Het gaat dus niet alleen om zelfredzaamheid bij een calamiteit, maar om ‘co-reliance’. En solidariteit kan niet zomaar in een voorbereidingswinkel worden gekocht – het kennen van je buren in geval van een ramp is waarschijnlijk nuttiger dan het hebben van een jaarvoorraad bonen en linzen in huis.
Illusie van onsterfelijkheid
Maar kun je de situatie in Japan of Turkije zomaar op Nederland projecteren? De meeste Nederlanders zijn – ook na de pandemie – niet gewend aan grote rampen, en die troost kan een realistische voorbereiding soms in de weg staan, vreest Jori Kalkman: ‘De risicoperceptie is in Nederland heel laag, soms lijkt er zelfs een illusie van onsterfelijkheid.” Dat zag je volgens hem helemaal aan het begin van de pandemie, toen veel Nederlanders nog naar carnaval gingen, en recentelijker tijdens de grote bosbranden in Zuid-Europa. De vakantiegangers vlogen er nog heen terwijl hele eilanden al bezet waren. geëvacueerd, alsof de branden hen niet konden raken.
Volgens Kalkman is de betrokkenheid toch opvallend groot als er toch iets gebeurt: als een kind vermist raakt, organiseren buurtbewoners vaak gezamenlijke zoektochten; bij hoogwater, zoals afgelopen winter, is er onder de bevolking een grote bereidheid om bij te dragen, van vrijwillige dijkinspecties tot de aanleg van nooddijken en zandzakken. “Als je zulke momenten benut om mensen nuttige vaardigheden aan te leren, ze sneller op te leiden tot bijvoorbeeld dijkwachter, dan wordt de samenleving veerkrachtiger.”
Professor Sanneke Kuipers denkt dat er iets te leren is van landen waar zich vaker grote rampen of crises voordoen. “Hij kan dat heel eenvoudig doen, low-tech, de voorbereidingen zijn in volle gang.” In Amerikaanse staten waar orkanen vaker voorkomen, vullen veel mensen hun bad als er een storm dreigt. Zo hebben ze een eigen drinkwaterreservoir en kunnen ze het toilet blijven doorspoelen.
Jodiumpillen of een rubberboot
In Nederland blijft de belangrijkste vraag: waar moet je je op voorbereiden? Dit verschilt per regio, vertelt Jori Kalkman.
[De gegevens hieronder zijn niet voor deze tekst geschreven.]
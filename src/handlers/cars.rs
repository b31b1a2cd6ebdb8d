//! Cars API Handlers
//! /api/cars エンドポイント

use axum::{
    extract::{Path, Query, State},
    http::StatusCode,
    response::Json,
};
use serde::{Deserialize, Serialize};
use std::sync::Arc;
use tracing::warn;

use crate::models::{
    BodyType, Car, CarFilters, CreateCarRequest, FuelType, NewCar, SortKey, Transmission,
    UpdateCarRequest,
};
use crate::store::listings::sort_cars;
use crate::AppState;

/// 投稿フォームと同じ固定の連絡先（実ユーザーに電話番号フィールドはない）
const SELLER_PHONE_PLACEHOLDER: &str = "+1 (555) 123-4567";

// ========================================
// Response Types
// ========================================

#[derive(Serialize)]
pub struct CarListResponse {
    pub success: bool,
    pub cars: Vec<Car>,
    pub total: usize,
}

#[derive(Serialize)]
pub struct CarDetailResponse {
    pub success: bool,
    pub car: Car,
}

#[derive(Serialize)]
pub struct CarDeleteResponse {
    pub success: bool,
    pub id: i64,
}

#[derive(Serialize)]
pub struct ErrorResponse {
    pub success: bool,
    pub error: String,
}

// ========================================
// Query Parameters
// ========================================

#[derive(Debug, Deserialize)]
#[serde(rename_all = "camelCase")]
pub struct ListCarsQuery {
    pub q: Option<String>,
    pub brand: Option<String>,
    pub min_price: Option<i64>,
    pub max_price: Option<i64>,
    pub min_year: Option<i32>,
    pub max_year: Option<i32>,
    pub fuel_type: Option<FuelType>,
    pub transmission: Option<Transmission>,
    pub body_type: Option<BodyType>,
    pub location: Option<String>,
    #[serde(default)]
    pub sort: SortKey,
}

// ========================================
// Handlers
// ========================================

/// GET /api/cars - 検索・フィルタ・ソート込みの一覧取得
pub async fn list_cars(
    State(state): State<Arc<AppState>>,
    Query(query): Query<ListCarsQuery>,
) -> Json<CarListResponse> {
    let filters = CarFilters {
        brand: query.brand.clone(),
        min_price: query.min_price,
        max_price: query.max_price,
        min_year: query.min_year,
        max_year: query.max_year,
        fuel_type: query.fuel_type,
        transmission: query.transmission,
        body_type: query.body_type,
        location: query.location.clone(),
    };

    // リストページ同様、フィルタ指定時はフィルタ結果を優先する
    let cars = if !filters.is_empty() {
        state.cars.filter(&filters)
    } else if let Some(q) = &query.q {
        state.cars.search(q)
    } else {
        state.cars.all().to_vec()
    };

    let cars = sort_cars(cars, query.sort);
    let total = cars.len();
    Json(CarListResponse {
        success: true,
        cars,
        total,
    })
}

/// GET /api/cars/featured - おすすめ一覧
pub async fn featured_cars(State(state): State<Arc<AppState>>) -> Json<CarListResponse> {
    let cars = state.cars.featured();
    let total = cars.len();
    Json(CarListResponse {
        success: true,
        cars,
        total,
    })
}

/// GET /api/cars/:id - 詳細取得
pub async fn get_car(
    State(state): State<Arc<AppState>>,
    Path(id): Path<i64>,
) -> Result<Json<CarDetailResponse>, (StatusCode, Json<ErrorResponse>)> {
    match state.cars.get_by_id(id) {
        Some(car) => Ok(Json(CarDetailResponse { success: true, car })),
        None => Err(error_response(
            StatusCode::NOT_FOUND,
            "Car not found".to_string(),
        )),
    }
}

/// POST /api/cars - 出品（要ログイン、出品者情報はセッションから補完）
pub async fn create_car(
    State(state): State<Arc<AppState>>,
    Json(req): Json<CreateCarRequest>,
) -> Result<Json<CarDetailResponse>, (StatusCode, Json<ErrorResponse>)> {
    let user = state.session.current().ok_or_else(|| {
        error_response(StatusCode::UNAUTHORIZED, "Login required".to_string())
    })?;

    let car = state.cars.create(NewCar {
        title: req.title,
        brand: req.brand,
        model: req.model,
        year: req.year,
        price: req.price,
        mileage: req.mileage,
        fuel_type: req.fuel_type,
        transmission: req.transmission,
        body_type: req.body_type,
        color: req.color,
        description: req.description,
        images: req.images,
        location: req.location,
        seller_id: user.id,
        seller_name: user.name,
        seller_phone: SELLER_PHONE_PLACEHOLDER.to_string(),
        status: req.status,
        featured: req.featured,
    });

    Ok(Json(CarDetailResponse { success: true, car }))
}

/// PUT /api/cars/:id - 部分更新
pub async fn update_car(
    State(state): State<Arc<AppState>>,
    Path(id): Path<i64>,
    Json(req): Json<UpdateCarRequest>,
) -> Result<Json<CarDetailResponse>, (StatusCode, Json<ErrorResponse>)> {
    match state.cars.update(id, req) {
        Some(car) => Ok(Json(CarDetailResponse { success: true, car })),
        None => Err(error_response(
            StatusCode::NOT_FOUND,
            "Car not found".to_string(),
        )),
    }
}

/// DELETE /api/cars/:id - 削除
pub async fn delete_car(
    State(state): State<Arc<AppState>>,
    Path(id): Path<i64>,
) -> Result<Json<CarDeleteResponse>, (StatusCode, Json<ErrorResponse>)> {
    if state.cars.delete(id) {
        Ok(Json(CarDeleteResponse { success: true, id }))
    } else {
        Err(error_response(
            StatusCode::NOT_FOUND,
            "Car not found".to_string(),
        ))
    }
}

// ========================================
// Helper Functions
// ========================================

fn error_response(status: StatusCode, message: String) -> (StatusCode, Json<ErrorResponse>) {
    warn!("API Error: {}", message);
    (
        status,
        Json(ErrorResponse {
            success: false,
            error: message,
        }),
    )
}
Het maakt uit of je in de buurt van een kerncentrale woont, aan een rivier of dichtbij de chemische industrie. Hij verwijst naar websites van de overheid waar je locatiespecifieke risico’s kunt checken. Elke veiligheidsregio heeft een publiek risicoprofiel op de website Overstroomik.nl Voor iedere woning in Nederland is te vinden wat de kans op natte voeten is. Afhankelijk hiervan kunnen bewoners extra items kopen, zoals: jodiumpillen in de buurt van kerncentraleslaarzen of een rubberboot.
Kortom: je kunt je met behulp van informatie van de overheid zeker een beetje voorbereiden op specifieke, voorspelbare gevaren. Hoewel je ze moet vertrouwen. “Ik denk liever zelf na”, zegt Prepshop-klant Taner voordat hij wegloopt.